‘The Butler’ Director Lee Daniels Offends Black Women with Recent ‘Welfare’ Comments, Responds to Backlash

Photo Credit: Larry King/Hulu/YouTube
Photo Credit: Larry King/Hulu/YouTube

By: Amanda Anderson-Niles

Lee Daniels has struck gold yet again with another hit film. “The Butler” topped the box office last weekend in its first take, and it’s even generating plenty of buzz suggesting the film could rack up some Oscar Awards. Daniels isn’t a stranger to this kind of success considering he did also direct “Precious,” and that film gave comedian Mo’Nique her very first Academy Award. So things are looking pretty sweet for the movie producer and director, but he’s still managed to find himself the target of criticism not because of his new movie, but because of some recent comments he made about black women and welfare.

In a recent interview with Larry King, Daniels (who is an openly gay black man) addressed the issues many black men face that could hinder them from coming out of the closet. In the process, he made a remark about black women and welfare that is causing some backlash. He says:

“I think they (black gay men) are prejudiced upon even from the African Americans too. I think that the reason we have AIDS…I did a movie called ‘Precious’ and when I was doing the research for ‘Precious,’ I walked into the gay mens health crisis center in New York City and I expected to see studying [of] AIDS and HIV, I expected to see a room full of gay men, but there are nothing but women that are there – black women with kids, I thought I had walked into the welfare office – but they service black women with AIDS, why?… Because black men can’t come out. Why? Because you simply can’t do it. Your family says it, your church says it, your teachers say it, your parents say it, your friends say it, your work says it. And so you’re living on this DL thing and you’re infecting black women.”



The comments have outraged plenty of black women, when asked about the backlash surrounding his comments, he tells HuffPost Live about his love for black women:


“To be a gay man, I’m obsessed with and I’m in love with black women. They are everything to me. From my mother, to my grandmother, my sisters…they are me because they embraced me when black men didn’t embrace me. So I fall to the floor for every black woman.

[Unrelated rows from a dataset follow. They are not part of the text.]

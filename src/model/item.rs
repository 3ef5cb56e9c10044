use serde::{Deserialize, Serialize};

/// A catalog entry: one orderable food or beverage item.
///
/// Items are immutable and owned by the [`catalog`](crate::catalog); the cart
/// never holds a live reference to one. When an item is added to the cart its
/// fields are copied into a [`CartLine`](crate::model::CartLine), so later
/// catalog changes do not retroactively affect lines already in the cart.
#[derive(Debug, Clone, PartialEq, Serialize, Deserialize)]
pub struct Item {
    pub id: u32,
    pub name: String,
    pub price: f64,
    pub image: String,
    pub description: String,
}

impl Item {
    /// Creates a new catalog item.
    ///
    /// # Arguments
    /// * `id` - Unique identifier across the catalog
    /// * `name` - Display name
    /// * `price` - Unit price
    /// * `image` - Image URI
    /// * `description` - Short menu description
    pub fn new(
        id: u32,
        name: impl Into<String>,
        price: f64,
        image: impl Into<String>,
        description: impl Into<String>,
    ) -> Self {
        Self {
            id,
            name: name.into(),
            price,
            image: image.into(),
            description: description.into(),
        }
    }
}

“I wish I were straight because I love women so much. I love black women. They are the the reason that I’m here today because I was rarely accepted by any African American men growing up inclusive of my dad.”


What do you think about Lee Daniels’ comments? Speak on it below.


  1. Really?! What is it like a requirement now for successful black men to trash black women in the media? Enough already.

  2. It’s really times for black women to think really long and hard about who we are going to support. I’m talking about movies, music, politics, everything! We can’t keep giving these men money to turn around and tear us down in the media. He was out of line here and this “I love black women” crap he said after the fact doesn’t fix it.

    1. I agree 100%. I have a question for Black women….What are we going to do as a whole to stop the disrespect we suffer from our own race?

      1. We have to start boycotting people and holding those who show disrespect accountable. I think over time it will be effective. With social media, it’s even easier to send a message.

  3. I’ve been telling people since Precious to stop supporting this self hating bastard. Now eyes are awaken when they should have wide open after he had Precious’ obese a-s stealing Fried Chicken on the big screen. Time to wake up people.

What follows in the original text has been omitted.